### [WHAT TO PRODUCE]
Copy each line that includes the string "CreateSectionRequest" from the material into your answer.

### [DATA FOR REVIEW]
========================================
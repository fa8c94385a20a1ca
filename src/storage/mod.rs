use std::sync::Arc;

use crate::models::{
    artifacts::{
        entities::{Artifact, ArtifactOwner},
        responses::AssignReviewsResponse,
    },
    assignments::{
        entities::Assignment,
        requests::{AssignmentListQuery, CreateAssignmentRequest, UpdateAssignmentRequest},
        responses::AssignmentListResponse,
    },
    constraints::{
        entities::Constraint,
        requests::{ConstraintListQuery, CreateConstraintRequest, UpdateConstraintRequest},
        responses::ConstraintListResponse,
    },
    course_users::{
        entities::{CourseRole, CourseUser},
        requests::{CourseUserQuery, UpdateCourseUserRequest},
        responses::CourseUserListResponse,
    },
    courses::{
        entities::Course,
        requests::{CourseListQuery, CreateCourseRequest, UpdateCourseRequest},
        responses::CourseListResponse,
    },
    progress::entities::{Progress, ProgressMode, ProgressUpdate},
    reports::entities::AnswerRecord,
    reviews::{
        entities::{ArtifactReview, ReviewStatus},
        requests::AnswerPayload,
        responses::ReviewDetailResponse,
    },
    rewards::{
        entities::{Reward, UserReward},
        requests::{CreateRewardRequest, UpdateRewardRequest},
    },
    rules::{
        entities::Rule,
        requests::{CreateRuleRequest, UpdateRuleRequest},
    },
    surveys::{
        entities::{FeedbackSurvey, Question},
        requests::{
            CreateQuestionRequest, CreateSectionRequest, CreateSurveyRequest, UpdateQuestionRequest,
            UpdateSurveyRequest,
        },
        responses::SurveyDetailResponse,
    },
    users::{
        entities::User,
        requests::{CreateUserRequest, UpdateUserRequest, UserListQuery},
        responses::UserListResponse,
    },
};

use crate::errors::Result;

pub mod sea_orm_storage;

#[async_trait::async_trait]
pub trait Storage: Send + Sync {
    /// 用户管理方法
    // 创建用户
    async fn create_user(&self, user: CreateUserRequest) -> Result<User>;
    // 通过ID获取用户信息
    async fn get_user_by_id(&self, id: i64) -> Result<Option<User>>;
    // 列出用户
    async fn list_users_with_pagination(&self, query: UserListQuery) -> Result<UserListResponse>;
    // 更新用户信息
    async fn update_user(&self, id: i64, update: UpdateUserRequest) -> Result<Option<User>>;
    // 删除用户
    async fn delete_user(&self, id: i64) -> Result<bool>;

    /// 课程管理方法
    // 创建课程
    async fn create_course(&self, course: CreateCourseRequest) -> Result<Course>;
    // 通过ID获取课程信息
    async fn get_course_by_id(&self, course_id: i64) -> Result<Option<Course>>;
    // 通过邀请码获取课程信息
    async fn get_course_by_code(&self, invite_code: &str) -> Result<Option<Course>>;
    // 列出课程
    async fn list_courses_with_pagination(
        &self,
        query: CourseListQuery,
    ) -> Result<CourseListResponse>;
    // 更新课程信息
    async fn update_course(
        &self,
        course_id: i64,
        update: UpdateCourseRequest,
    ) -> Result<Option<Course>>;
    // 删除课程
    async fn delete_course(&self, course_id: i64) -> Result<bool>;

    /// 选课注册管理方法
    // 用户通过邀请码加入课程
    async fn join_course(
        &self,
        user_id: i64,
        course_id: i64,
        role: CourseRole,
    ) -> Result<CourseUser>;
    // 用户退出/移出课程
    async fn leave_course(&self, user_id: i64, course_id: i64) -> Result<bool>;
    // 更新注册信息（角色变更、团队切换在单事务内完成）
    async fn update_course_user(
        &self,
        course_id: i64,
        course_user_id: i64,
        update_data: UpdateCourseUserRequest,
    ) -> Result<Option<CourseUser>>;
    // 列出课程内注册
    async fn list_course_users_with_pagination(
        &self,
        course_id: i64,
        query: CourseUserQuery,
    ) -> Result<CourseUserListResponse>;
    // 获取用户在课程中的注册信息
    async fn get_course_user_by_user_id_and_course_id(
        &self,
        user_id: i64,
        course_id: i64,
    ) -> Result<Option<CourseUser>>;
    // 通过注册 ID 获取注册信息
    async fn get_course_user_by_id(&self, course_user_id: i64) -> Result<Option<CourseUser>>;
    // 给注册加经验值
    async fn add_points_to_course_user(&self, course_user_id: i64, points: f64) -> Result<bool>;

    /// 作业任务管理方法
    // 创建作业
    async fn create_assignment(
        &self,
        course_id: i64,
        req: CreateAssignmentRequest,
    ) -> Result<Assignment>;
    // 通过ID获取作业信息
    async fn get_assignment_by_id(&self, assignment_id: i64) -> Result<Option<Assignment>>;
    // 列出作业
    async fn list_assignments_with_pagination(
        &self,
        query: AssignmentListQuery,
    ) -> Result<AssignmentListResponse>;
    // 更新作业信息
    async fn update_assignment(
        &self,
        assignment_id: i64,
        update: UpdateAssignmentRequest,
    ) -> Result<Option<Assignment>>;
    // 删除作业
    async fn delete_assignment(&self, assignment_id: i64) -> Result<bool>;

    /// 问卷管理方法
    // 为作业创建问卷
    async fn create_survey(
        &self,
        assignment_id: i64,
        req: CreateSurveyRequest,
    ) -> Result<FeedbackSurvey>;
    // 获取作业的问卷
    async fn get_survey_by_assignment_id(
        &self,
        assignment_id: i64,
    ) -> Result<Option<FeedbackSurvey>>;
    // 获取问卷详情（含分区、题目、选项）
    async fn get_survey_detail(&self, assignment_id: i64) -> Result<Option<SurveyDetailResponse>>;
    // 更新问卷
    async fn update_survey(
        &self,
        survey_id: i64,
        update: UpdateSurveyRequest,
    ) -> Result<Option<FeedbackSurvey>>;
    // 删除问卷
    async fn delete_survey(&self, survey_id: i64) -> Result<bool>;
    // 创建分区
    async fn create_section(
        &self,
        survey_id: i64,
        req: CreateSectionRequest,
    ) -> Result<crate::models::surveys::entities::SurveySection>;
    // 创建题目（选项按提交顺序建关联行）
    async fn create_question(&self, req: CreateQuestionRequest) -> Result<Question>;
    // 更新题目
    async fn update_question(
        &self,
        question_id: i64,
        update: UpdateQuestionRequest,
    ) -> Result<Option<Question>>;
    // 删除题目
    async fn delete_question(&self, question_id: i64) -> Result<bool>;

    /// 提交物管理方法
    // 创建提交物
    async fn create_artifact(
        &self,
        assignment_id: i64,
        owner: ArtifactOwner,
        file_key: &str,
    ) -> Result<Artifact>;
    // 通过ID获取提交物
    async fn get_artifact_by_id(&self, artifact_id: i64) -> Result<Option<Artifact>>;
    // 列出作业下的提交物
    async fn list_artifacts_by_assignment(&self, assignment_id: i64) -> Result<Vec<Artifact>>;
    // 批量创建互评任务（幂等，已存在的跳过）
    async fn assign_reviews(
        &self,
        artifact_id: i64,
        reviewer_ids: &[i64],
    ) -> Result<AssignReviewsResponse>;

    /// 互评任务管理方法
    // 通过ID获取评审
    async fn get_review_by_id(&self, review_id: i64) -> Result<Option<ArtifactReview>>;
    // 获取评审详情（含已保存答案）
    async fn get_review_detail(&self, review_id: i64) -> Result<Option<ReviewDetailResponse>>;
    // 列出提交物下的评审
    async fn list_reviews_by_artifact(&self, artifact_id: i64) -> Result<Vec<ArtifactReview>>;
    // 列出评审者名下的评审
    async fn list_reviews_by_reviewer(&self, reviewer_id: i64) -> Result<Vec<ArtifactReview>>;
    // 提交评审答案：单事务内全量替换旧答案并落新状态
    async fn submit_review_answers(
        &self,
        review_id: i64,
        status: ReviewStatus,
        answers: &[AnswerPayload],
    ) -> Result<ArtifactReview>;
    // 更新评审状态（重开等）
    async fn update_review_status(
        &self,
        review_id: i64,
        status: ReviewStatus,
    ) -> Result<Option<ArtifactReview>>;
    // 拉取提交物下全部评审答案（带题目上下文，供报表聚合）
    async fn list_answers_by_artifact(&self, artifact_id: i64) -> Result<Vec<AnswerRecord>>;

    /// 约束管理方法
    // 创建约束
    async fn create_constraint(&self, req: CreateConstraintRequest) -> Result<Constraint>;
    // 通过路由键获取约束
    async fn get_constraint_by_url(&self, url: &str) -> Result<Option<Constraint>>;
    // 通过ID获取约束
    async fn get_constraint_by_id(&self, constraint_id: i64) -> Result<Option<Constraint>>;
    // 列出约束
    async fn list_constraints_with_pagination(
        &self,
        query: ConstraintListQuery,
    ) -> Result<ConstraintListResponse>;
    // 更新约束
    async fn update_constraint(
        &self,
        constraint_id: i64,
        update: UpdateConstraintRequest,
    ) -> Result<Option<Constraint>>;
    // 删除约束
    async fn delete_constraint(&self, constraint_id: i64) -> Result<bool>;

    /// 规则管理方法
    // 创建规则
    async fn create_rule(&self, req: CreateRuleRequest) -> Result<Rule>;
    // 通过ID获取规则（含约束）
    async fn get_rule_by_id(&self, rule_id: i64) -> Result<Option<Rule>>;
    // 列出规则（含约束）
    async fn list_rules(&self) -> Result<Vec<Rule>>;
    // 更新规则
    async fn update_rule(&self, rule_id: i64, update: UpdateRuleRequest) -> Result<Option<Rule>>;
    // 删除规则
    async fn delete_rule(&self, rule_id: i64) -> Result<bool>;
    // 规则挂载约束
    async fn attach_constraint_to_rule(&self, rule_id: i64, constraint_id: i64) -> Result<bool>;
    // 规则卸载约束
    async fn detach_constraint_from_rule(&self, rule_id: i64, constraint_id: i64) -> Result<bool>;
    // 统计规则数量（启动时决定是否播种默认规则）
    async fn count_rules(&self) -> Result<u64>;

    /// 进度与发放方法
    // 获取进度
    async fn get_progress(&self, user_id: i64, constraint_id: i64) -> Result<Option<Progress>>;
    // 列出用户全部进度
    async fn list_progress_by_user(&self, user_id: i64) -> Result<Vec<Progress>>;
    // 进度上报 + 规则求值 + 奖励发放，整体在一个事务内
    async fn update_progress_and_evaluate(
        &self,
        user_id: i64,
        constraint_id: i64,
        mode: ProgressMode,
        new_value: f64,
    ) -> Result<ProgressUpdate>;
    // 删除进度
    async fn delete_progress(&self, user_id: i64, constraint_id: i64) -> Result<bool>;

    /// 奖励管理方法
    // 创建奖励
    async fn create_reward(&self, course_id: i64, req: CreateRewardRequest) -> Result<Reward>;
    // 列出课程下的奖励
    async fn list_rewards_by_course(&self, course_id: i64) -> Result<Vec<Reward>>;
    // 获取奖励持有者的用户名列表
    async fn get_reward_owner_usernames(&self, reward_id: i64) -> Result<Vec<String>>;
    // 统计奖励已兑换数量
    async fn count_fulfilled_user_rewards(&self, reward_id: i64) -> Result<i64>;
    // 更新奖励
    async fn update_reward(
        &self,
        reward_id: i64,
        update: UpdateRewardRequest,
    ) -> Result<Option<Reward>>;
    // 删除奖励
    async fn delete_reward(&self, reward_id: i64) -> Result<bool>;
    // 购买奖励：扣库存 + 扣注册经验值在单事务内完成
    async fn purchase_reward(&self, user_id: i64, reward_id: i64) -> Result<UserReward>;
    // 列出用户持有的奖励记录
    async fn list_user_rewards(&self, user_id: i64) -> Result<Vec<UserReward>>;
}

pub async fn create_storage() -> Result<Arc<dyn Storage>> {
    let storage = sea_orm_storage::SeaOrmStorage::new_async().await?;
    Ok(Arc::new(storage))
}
========================================
### [TASK OUTPUT]
            CreateQuestionRequest, CreateSectionRequest, CreateSurveyRequest, UpdateQuestionRequest,
        req: CreateSectionRequest,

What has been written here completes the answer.